There are plenty of interesting places in Taiwan that you can see without ever leaving the island, and one of them is Taroko Gorge.
If you are a nature lover, it’s one place in Taiwan that you won’t want to miss.
Where is Taroko Gorge?
While most of the major cities in Taiwan are on the west coast, the east coast is much less developed. A large portion of the northeast coast is considered the national scenic area. A little south of that is the city of Hualien.
Hualien has a lot of natural beauty in its own right but I am including it in this topic because it’s a common starting point for visitors headed to the Taroko Gorge National Park.
The usual thing to do is to find a nice place to stay for a night or two in Hualien, which has a couple of nice large hotels, and lots of smaller independently run hotels, and make day trips out to the gorge for hiking and sightseeing. (Need a place to stay? Click here!)

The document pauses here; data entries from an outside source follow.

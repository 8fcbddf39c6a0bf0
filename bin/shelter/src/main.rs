use clap::{Parser, Subcommand};
use log::{debug, error, info, warn};

use config::Config;
use storage::MongoDBRepository;

mod commands;

#[derive(Parser, Debug)]
struct Args {
    /// Config file path
    #[arg(short, long, default_value = "config.yaml")]
    config: String,

    #[command(subcommand)]
    command: Command,
}

/// JSON arguments are parsed as documents. Leaving one out sends no argument at all.
#[derive(Subcommand, Debug)]
pub enum Command {
    /// Insert one record
    Create { record: Option<String> },
    /// Print every record matching the query
    Read { query: Option<String> },
    /// Print the first record matching the query
    ReadOne { query: Option<String> },
    /// Apply an update specification to the matching records
    Update {
        query: Option<String>,
        update: Option<String>,
        /// Update every match instead of the first
        #[arg(short, long)]
        multi: bool,
    },
    /// Delete the matching records
    Delete {
        query: Option<String>,
        /// Delete every match instead of the first
        #[arg(short, long)]
        multi: bool,
    },
    /// Print the distinct values of a field
    Distinct { field: Option<String> },
    /// Print the number of records matching the query
    Count { query: Option<String> },
}

#[tokio::main]
async fn main() {
    dotenv::dotenv().ok();
    simple_logger::SimpleLogger::new().env().init().unwrap();

    let args = Args::parse();
    debug!("Args: {:?}", args);

    // Load configuration from yaml
    let config = match Config::from_file(&args.config) {
        Ok(config) => config,
        Err(e) => {
            error!("Failed to load config file: {}", e);
            std::process::exit(1);
        }
    };

    let repository = match MongoDBRepository::new(&config.mongo).await {
        Ok(repository) => repository,
        Err(e) => {
            error!("Failed to create repository: {}", e);
            std::process::exit(1);
        }
    };

    let result = commands::run(&repository, args.command, &mut std::io::stdout()).await;
    repository.close().await;

    match result {
        Ok(_) => info!("Done"),
        Err(e) if e.is_handled() => {
            warn!("{}", e);
            std::process::exit(2);
        }
        Err(e) => {
            error!("{}", e);
            std::process::exit(1);
        }
    }
}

If you’re like most travelers and you don’t have a car in Taiwan, there are plenty of buses making daily trips from the city to scenic areas. You can even sometimes find taxi drivers near Taipei Main Station offering rides for reasonable prices, though they will be considerably more expensive than a bus.
What’s the Gorge Like?
A lot of the drivers that take you from Taipei or from your hotel in or near Hualien take on the role of tour guide, and they love making brief stops on the way from the city to the national park area. I had one driver try to get me to drink some type of wine made from yellow-jackets from a street-side stand (apparently it’s good for men, if you follow my drift) and another had me lie down in the middle of the road to look up at the shape the surrounding mountains make (it resembled the perimeter of Taiwan). As it turns out, that was a very famous location that I knew nothing about from the English language guidebooks and travel blogs.
Once you are at the gorge, there is a lot to take in. It’s huge. There are hiking trails, biking trails, hot springs, waterfalls and wildlife. The river water is turquoise and the mountains have colorful bands of marble running through them.
Aside from the natural beauty, some of the manmade structures are amazing as well. There are bridges high above the running water, and tunnels that, as I have been told, were carved by hand and explosives, before heavy machinery was used for such jobs.
One thing that I feel needs to be mentioned is that the roads are narrow, and the hiking trails have some dangerous spots, so be very careful. It’s best to travel through the gorge in a group, and even better to have someone experienced with the area showing you around.
There are plenty of paid tours which are very fairly priced, so if you don’t have a friend who lives in the area, or who is taking you, then take advantage of all of the help available, especially if it’s your first visit.
There are also nearby ecological protection areas, but they require permits, whereas the gorge itself does not. You can find information about the other areas, and the forms for the required permits here.
The website also has a pretty thorough FAQ about Taroko. If you plan on making the trip, it’s worth the read. Whether you are living in Taiwan, or just traveling here, Taroko Gorge is a highly recommended excursion. I haven’t been there in a few years, but after writing this and looking at my old photos, I may just have to make another trip in the near future. Maybe I’ll see you there.